«Creio que o que os portugueses hoje esperam dos partidos políticos e dos principais responsáveis políticos é que se entendam sobre os efetivos problemas do país e que deixem para mais tarde divergências ideológicas que, do nosso ponto de vista, são desajustadas neste momento»
A frase acima é da autoria de Luís Amado no último fim-de-semana e insere-se na linha de outras do tipo abundantemente proferidas por dirigentes partidários.
Por exemplo, recordo-me de há tempos um deputado do CDS ter dito o seguinte: "Nestas questões que são de defesa da soberania e dignidade do Estado e, simultaneamente, se prendem com o combate ao terrorismo, não queremos fazer combate político-partidário".
E de Manuela Ferreira Leite em plena campanha eleitoral para as últimas eleições legislativas ter afirmado - a propósito do interesse e oportunidade em definir um novo regime jurídico para arguidos e acusados, portanto ainda não condenados, nem absolvidos, em processos-crime, que pretendam ser candidatos a cargos políticos, designadamente à Assembleia da República - que não estava disponível para discutir assuntos sérios em período de campanha eleitoral.

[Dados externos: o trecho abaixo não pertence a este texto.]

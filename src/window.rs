// Window and input
//
// The window is driven by pumping the winit event loop instead of handing it
// control, so the frame loop stays in main and the renderer can block in
// `wait_events` while the window is minimized.

use anyhow::{bail, Context, Result};
use ash::vk;
use raw_window_handle::{HasRawDisplayHandle, HasRawWindowHandle};
use std::collections::HashSet;
use std::ffi::c_char;
use std::time::Duration;
use winit::{
    application::ApplicationHandler,
    dpi::PhysicalSize,
    event::{DeviceEvent, DeviceId, ElementState, MouseButton, WindowEvent},
    event_loop::{ActiveEventLoop, EventLoop},
    keyboard::{KeyCode, PhysicalKey},
    platform::pump_events::{EventLoopExtPumpEvents, PumpStatus},
    window::{Fullscreen, WindowAttributes, WindowId},
};

use crate::config::WindowConfig;

/// What the frame lifecycle needs from a window
pub trait WindowSurface {
    /// Drawable size in pixels; zero while minimized
    fn extent(&self) -> vk::Extent2D;
    fn should_close(&self) -> bool;
    fn was_resized(&self) -> bool;
    fn reset_resized_flag(&mut self);
    /// Blocks until at least one event has been processed
    fn wait_events(&mut self);
}

/// Held keys/buttons and mouse motion accumulated since the last query
pub trait InputState {
    fn key_held(&self, key: KeyCode) -> bool;
    fn mouse_button_held(&self, button: MouseButton) -> bool;
    fn take_mouse_delta(&mut self) -> (f64, f64);
}

struct WindowState {
    attributes: WindowAttributes,
    window: Option<winit::window::Window>,
    create_error: Option<winit::error::OsError>,
    extent: vk::Extent2D,
    resized: bool,
    close_requested: bool,
    fullscreen: bool,
    keys: HashSet<KeyCode>,
    buttons: HashSet<MouseButton>,
    mouse_delta: (f64, f64),
}

impl WindowState {
    fn new(attributes: WindowAttributes, fullscreen: bool) -> Self {
        Self {
            attributes,
            window: None,
            create_error: None,
            extent: vk::Extent2D::default(),
            resized: false,
            close_requested: false,
            fullscreen,
            keys: HashSet::new(),
            buttons: HashSet::new(),
            mouse_delta: (0.0, 0.0),
        }
    }

    fn on_resize(&mut self, size: PhysicalSize<u32>) {
        self.extent = vk::Extent2D {
            width: size.width,
            height: size.height,
        };
        self.resized = true;
    }

    fn on_key(&mut self, key: KeyCode, pressed: bool, repeat: bool) {
        if !pressed {
            self.keys.remove(&key);
            return;
        }
        self.keys.insert(key);
        if repeat {
            return;
        }
        match key {
            KeyCode::Escape => {
                log::info!("ESC pressed, exiting...");
                self.close_requested = true;
            }
            KeyCode::F11 => self.toggle_fullscreen(),
            _ => {}
        }
    }

    fn on_mouse_button(&mut self, button: MouseButton, pressed: bool) {
        if pressed {
            self.buttons.insert(button);
        } else {
            self.buttons.remove(&button);
        }
    }

    fn toggle_fullscreen(&mut self) {
        self.fullscreen = !self.fullscreen;
        if let Some(window) = &self.window {
            if self.fullscreen {
                window.set_fullscreen(Some(Fullscreen::Borderless(None)));
                log::info!("Entered fullscreen mode");
            } else {
                window.set_fullscreen(None);
                log::info!("Exited fullscreen mode");
            }
        }
    }
}

impl ApplicationHandler for WindowState {
    fn resumed(&mut self, event_loop: &ActiveEventLoop) {
        if self.window.is_some() {
            return;
        }
        match event_loop.create_window(self.attributes.clone()) {
            Ok(window) => {
                let size = window.inner_size();
                self.extent = vk::Extent2D {
                    width: size.width,
                    height: size.height,
                };
                self.window = Some(window);
            }
            Err(e) => {
                self.create_error = Some(e);
                self.close_requested = true;
            }
        }
    }

    fn window_event(&mut self, _event_loop: &ActiveEventLoop, _id: WindowId, event: WindowEvent) {
        match event {
            WindowEvent::CloseRequested => {
                log::info!("Close requested, shutting down...");
                self.close_requested = true;
            }
            WindowEvent::Resized(size) => {
                log::debug!("Window resized to {}x{}", size.width, size.height);
                self.on_resize(size);
            }
            WindowEvent::KeyboardInput { event, .. } => {
                if let PhysicalKey::Code(key) = event.physical_key {
                    self.on_key(key, event.state == ElementState::Pressed, event.repeat);
                }
            }
            WindowEvent::MouseInput { state, button, .. } => {
                self.on_mouse_button(button, state == ElementState::Pressed);
            }
            WindowEvent::Focused(false) => {
                self.keys.clear();
                self.buttons.clear();
            }
            _ => {}
        }
    }

    fn device_event(&mut self, _event_loop: &ActiveEventLoop, _id: DeviceId, event: DeviceEvent) {
        if let DeviceEvent::MouseMotion { delta: (dx, dy) } = event {
            self.mouse_delta.0 += dx;
            self.mouse_delta.1 += dy;
        }
    }
}

pub struct Window {
    event_loop: EventLoop<()>,
    state: WindowState,
}

impl Window {
    pub fn new(config: &WindowConfig) -> Result<Self> {
        let event_loop = EventLoop::new().context("Failed to create event loop")?;

        let mut attributes = WindowAttributes::default()
            .with_title(&config.title)
            .with_inner_size(PhysicalSize::new(config.width, config.height))
            .with_resizable(true);
        if config.fullscreen {
            attributes = attributes.with_fullscreen(Some(Fullscreen::Borderless(None)));
        }

        let mut window = Self {
            event_loop,
            state: WindowState::new(attributes, config.fullscreen),
        };

        // The window itself is created from `resumed`
        while window.state.window.is_none() {
            let status = window
                .event_loop
                .pump_app_events(Some(Duration::from_millis(16)), &mut window.state);
            if let Some(e) = window.state.create_error.take() {
                return Err(e).context("Failed to create window");
            }
            if let PumpStatus::Exit(code) = status {
                bail!("Event loop exited with code {code} before the window was created");
            }
        }

        Ok(window)
    }

    /// Process pending events without blocking
    pub fn poll_events(&mut self) {
        let status = self
            .event_loop
            .pump_app_events(Some(Duration::ZERO), &mut self.state);
        if let PumpStatus::Exit(_) = status {
            self.state.close_requested = true;
        }
    }

    pub fn set_title(&self, title: &str) {
        if let Some(window) = &self.state.window {
            window.set_title(title);
        }
    }

    fn winit_window(&self) -> Result<&winit::window::Window> {
        self.state.window.as_ref().context("Window not created")
    }

    /// Instance extensions the platform needs to present to this window
    pub fn required_extensions(&self) -> Result<&'static [*const c_char]> {
        let display = self.winit_window()?.raw_display_handle();
        ash_window::enumerate_required_extensions(display)
            .context("Failed to query surface extensions")
    }

    pub fn create_surface(
        &self,
        entry: &ash::Entry,
        instance: &ash::Instance,
    ) -> Result<vk::SurfaceKHR> {
        let window = self.winit_window()?;
        let surface = unsafe {
            ash_window::create_surface(
                entry,
                instance,
                window.raw_display_handle(),
                window.raw_window_handle(),
                None,
            )
        }
        .context("Failed to create window surface")?;
        Ok(surface)
    }
}

impl WindowSurface for Window {
    fn extent(&self) -> vk::Extent2D {
        self.state.extent
    }

    fn should_close(&self) -> bool {
        self.state.close_requested
    }

    fn was_resized(&self) -> bool {
        self.state.resized
    }

    fn reset_resized_flag(&mut self) {
        self.state.resized = false;
    }

    fn wait_events(&mut self) {
        let status = self.event_loop.pump_app_events(None, &mut self.state);
        if let PumpStatus::Exit(_) = status {
            self.state.close_requested = true;
        }
    }
}

impl InputState for Window {
    fn key_held(&self, key: KeyCode) -> bool {
        self.state.keys.contains(&key)
    }

    fn mouse_button_held(&self, button: MouseButton) -> bool {
        self.state.buttons.contains(&button)
    }

    fn take_mouse_delta(&mut self) -> (f64, f64) {
        std::mem::take(&mut self.state.mouse_delta)
    }
}

#[cfg(test)]
mod tests {
    use super::*;

    fn state() -> WindowState {
        WindowState::new(WindowAttributes::default(), false)
    }

    #[test]
    fn resize_updates_extent_and_flag() {
        let mut s = state();
        s.on_resize(PhysicalSize::new(1024, 0));
        assert_eq!((s.extent.width, s.extent.height), (1024, 0));
        assert!(s.resized);
    }

    #[test]
    fn keys_are_held_until_released() {
        let mut s = state();
        s.on_key(KeyCode::KeyW, true, false);
        s.on_key(KeyCode::KeyW, true, true);
        assert!(s.keys.contains(&KeyCode::KeyW));
        s.on_key(KeyCode::KeyW, false, false);
        assert!(!s.keys.contains(&KeyCode::KeyW));
        assert!(!s.close_requested);
    }

    #[test]
    fn escape_requests_close() {
        let mut s = state();
        s.on_key(KeyCode::Escape, true, false);
        assert!(s.close_requested);
    }

    #[test]
    fn f11_toggles_fullscreen_flag_without_a_window() {
        let mut s = state();
        s.on_key(KeyCode::F11, true, false);
        assert!(s.fullscreen);
        // Auto-repeat does not toggle again
        s.on_key(KeyCode::F11, true, true);
        assert!(s.fullscreen);
        s.on_key(KeyCode::F11, false, false);
        s.on_key(KeyCode::F11, true, false);
        assert!(!s.fullscreen);
    }

    #[test]
    fn mouse_buttons_track_press_state() {
        let mut s = state();
        s.on_mouse_button(MouseButton::Right, true);
        assert!(s.buttons.contains(&MouseButton::Right));
        s.on_mouse_button(MouseButton::Right, false);
        assert!(s.buttons.is_empty());
    }
}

Este é o género de declarações que amiúde são proferidas pelos políticos quando querem furtar-se a discutir determinadas matérias.
Não será, pois, seguramente a última vez que um dirigente partidário, qualquer que seja o quadrante em que se insere, assumirá este tipo de discurso, nomeadamente, quando se sustenta igualmente que há matérias que pela sua importância (normalmente é invocado o superior interesse nacional e a dignidade do Estado) não devem ser objecto de debate entre partidos políticos.
Mas, para além do estafado artifício utilizado, importa reflectir sobre a substância deste tipo de afirmações. O que se pretenderá efectivamente com elas? É que o seu verdadeiro alcance conduz-nos à questão de saber para que servem as campanhas eleitorais, as eleições e os partidos.
Significa que os assuntos nobres e sérios não são para serem tratados pelos partidos?
Mas num regime multipartidário, são então para serem abordados por quem?
Será que os que expressam estas opiniões, defendem que as campanhas e a actuação dos partidos fora delas apenas se devem confinar às visitas a feiras e mercados nos quais profusamente se distribuem beijos, abraços, apertos de mão, sacos de plástico, canetas, e sei lá mais o quê?
E que aos partidos apenas devem estar reservadas as questões menores, as que não se prendam com assuntos de Estado e que não encerrem divergências ideológicas?
Se assim é…não deverão depois surpreender-se com a elevada taxa de abstenção com que os eleitores os distinguem, nem manifestar preocupação com o que essa atitude significa.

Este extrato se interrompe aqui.